In his compelling article, Schweppe goes through three viable policy options. The first two – Lee-Rubio child tax credit expansion and the Romney child allowance – are the two weaker bills, according to Schweppe. He thinks both bills would still be big wins for the GOP.

But if conservatives want to “swing for the fences,” then this third option is the one to pass:

The Hawley Parent Tax Credit

On Monday, Sen. Josh Hawley (R-Missouri) introduced a plan to create a Parent Tax Credit (PTC). The PTC is beautiful in its simplicity: if you’re a single parent with a child under the age of 13, you get a $6,000 fully refundable tax credit. If you’re married parents, you get $12,000. This would be paid directly to families by the IRS in monthly installments of $500 or $1,000. The PTC would exist separately from the CTC, meaning it wouldn’t cancel the existing benefit.
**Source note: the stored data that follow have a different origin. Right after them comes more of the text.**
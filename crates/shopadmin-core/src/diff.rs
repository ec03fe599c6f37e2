//! Field-level differ producing sparse patches.
//!
//! Records are compared as JSON objects. Only the keys of the current record
//! are visited; a key missing from the original counts as changed, while a
//! key present only in the original cannot be expressed in a sparse patch and
//! is ignored.
//!
//! Arrays are compared structurally. By default order matters (`[a, b]` and
//! `[b, a]` differ); fields registered with [`FieldDiffer::unordered`] compare
//! their arrays as multisets instead.

use std::collections::BTreeSet;

use serde::Serialize;
use serde_json::{Map, Value};

use crate::error::{CoreError, Result};

/// Field name to new value, holding only fields that changed.
#[derive(Debug, Clone, Default, PartialEq, Serialize)]
#[serde(transparent)]
pub struct Patch(Map<String, Value>);

impl Patch {
    pub fn new() -> Self {
        Self(Map::new())
    }

    pub fn is_empty(&self) -> bool {
        self.0.is_empty()
    }

    pub fn len(&self) -> usize {
        self.0.len()
    }

    pub fn get(&self, field: &str) -> Option<&Value> {
        self.0.get(field)
    }

    pub fn contains(&self, field: &str) -> bool {
        self.0.contains_key(field)
    }

    pub fn fields(&self) -> impl Iterator<Item = &str> {
        self.0.keys().map(String::as_str)
    }

    pub fn iter(&self) -> impl Iterator<Item = (&String, &Value)> {
        self.0.iter()
    }

    pub fn into_map(self) -> Map<String, Value> {
        self.0
    }

    fn insert(&mut self, field: String, value: Value) {
        self.0.insert(field, value);
    }
}

/// Computes [`Patch`]es between two snapshots of the same record.
#[derive(Debug, Clone, Default)]
pub struct FieldDiffer {
    excluded: BTreeSet<String>,
    unordered: BTreeSet<String>,
}

impl FieldDiffer {
    pub fn new() -> Self {
        Self::default()
    }

    /// Never report this field, whatever its values.
    pub fn exclude(mut self, field: impl Into<String>) -> Self {
        self.excluded.insert(field.into());
        self
    }

    pub fn exclude_all<I, S>(mut self, fields: I) -> Self
    where
        I: IntoIterator<Item = S>,
        S: Into<String>,
    {
        self.excluded.extend(fields.into_iter().map(Into::into));
        self
    }

    /// Compare array values of this field without regard to element order.
    pub fn unordered(mut self, field: impl Into<String>) -> Self {
        self.unordered.insert(field.into());
        self
    }

    pub fn is_excluded(&self, field: &str) -> bool {
        self.excluded.contains(field)
    }

    /// Diff two serializable records of the same shape.
    pub fn diff<T: Serialize>(&self, original: &T, current: &T) -> Result<Patch> {
        let original = serde_json::to_value(original)?;
        let current = serde_json::to_value(current)?;
        self.diff_values(&original, &current)
    }

    pub fn diff_values(&self, original: &Value, current: &Value) -> Result<Patch> {
        let original = as_object(original, "original")?;
        let current = as_object(current, "current")?;

        let mut patch = Patch::new();
        for (field, new_value) in current {
            if self.is_excluded(field) {
                continue;
            }
            let changed = match original.get(field) {
                Some(old_value) => !self.values_equal(field, old_value, new_value),
                None => true,
            };
            if changed {
                patch.insert(field.clone(), new_value.clone());
            }
        }
        Ok(patch)
    }

    fn values_equal(&self, field: &str, old: &Value, new: &Value) -> bool {
        match (old, new) {
            (Value::Array(a), Value::Array(b)) if self.unordered.contains(field) => {
                same_elements(a, b)
            }
            _ => old == new,
        }
    }
}

fn as_object<'a>(value: &'a Value, side: &str) -> Result<&'a Map<String, Value>> {
    value
        .as_object()
        .ok_or_else(|| CoreError::invalid_entity(format!("{side} snapshot is not an object")))
}

// Multiset equality; arrays here are short (categories, image paths).
fn same_elements(a: &[Value], b: &[Value]) -> bool {
    if a.len() != b.len() {
        return false;
    }
    let mut used = vec![false; b.len()];
    for item in a {
        let mut matched = false;
        for (i, candidate) in b.iter().enumerate() {
            if !used[i] && candidate == item {
                used[i] = true;
                matched = true;
                break;
            }
        }
        if !matched {
            return false;
        }
    }
    true
}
The PTC eligibility requirement is quite modest — a household must report earnings of at least $7,540 the previous tax year, the equivalent of 20 hours per week of work at the federal minimum wage.

I am not exaggerating when I say this might be the most pro-family, pro-marriage, pro-life, pro-adoption, pro-work, pro-everything-that-conservatives-love economic proposal offered by a Republican Senator in recent memory. If conservatives are serious about fixing our declining marriage and birth rates, or even in lessening the overall tax burden on American families, they’ll seriously consider supporting Hawley’s PTC.

Let’s start with the obvious: Hawley explicitly wrote a marriage bonus into his proposal, and it is significant enough to dramatically affect behavior. Unmarried cohabitants with young children will have to ask themselves: is avoiding the altar worth missing out on an extra $6,000 a year? Of course not. And will married parents with young children be as quick to divorce, or will there be an added incentive for them to work out their problems at counseling? Money talks.

What about creating a culture of life? Thousands of women seek abortion every year out of concern over their ability to financially support a child. If they learned they had an economic lifeline, might they reconsider? And there’s no question the PTC will incentivize adoption, which is prohibitively expensive for many families. According to one figure, the average cost of adoption is between $50,000-$60,000 in the United States.

While Hawley’s bill includes no advantage for having multiple children, it is implicitly natalist. Not only does it create a strong incentive for parents to have their first child, but it will encourage parents to lengthen the total time period of having children under the age of 13 in their household. Parents with only a ten-year-old-going-on-eleven might decide to try to bring home a brother or a sister, recognizing that a newborn could be worth an extra $132,000 in tax benefits!

Jon Schweppe

Working families are still THE most important voting block for the GOP. Do working families want to hear diatribes against “welfare” right now? Will talking about the Fed, money printing, and the value of the dollar be a winning message for 2022 and 2024 elections as the nation emerges from the pandemic?

Something for Republicans and Deplorables to think about.

I wonder what Trump thinks about the child allowance?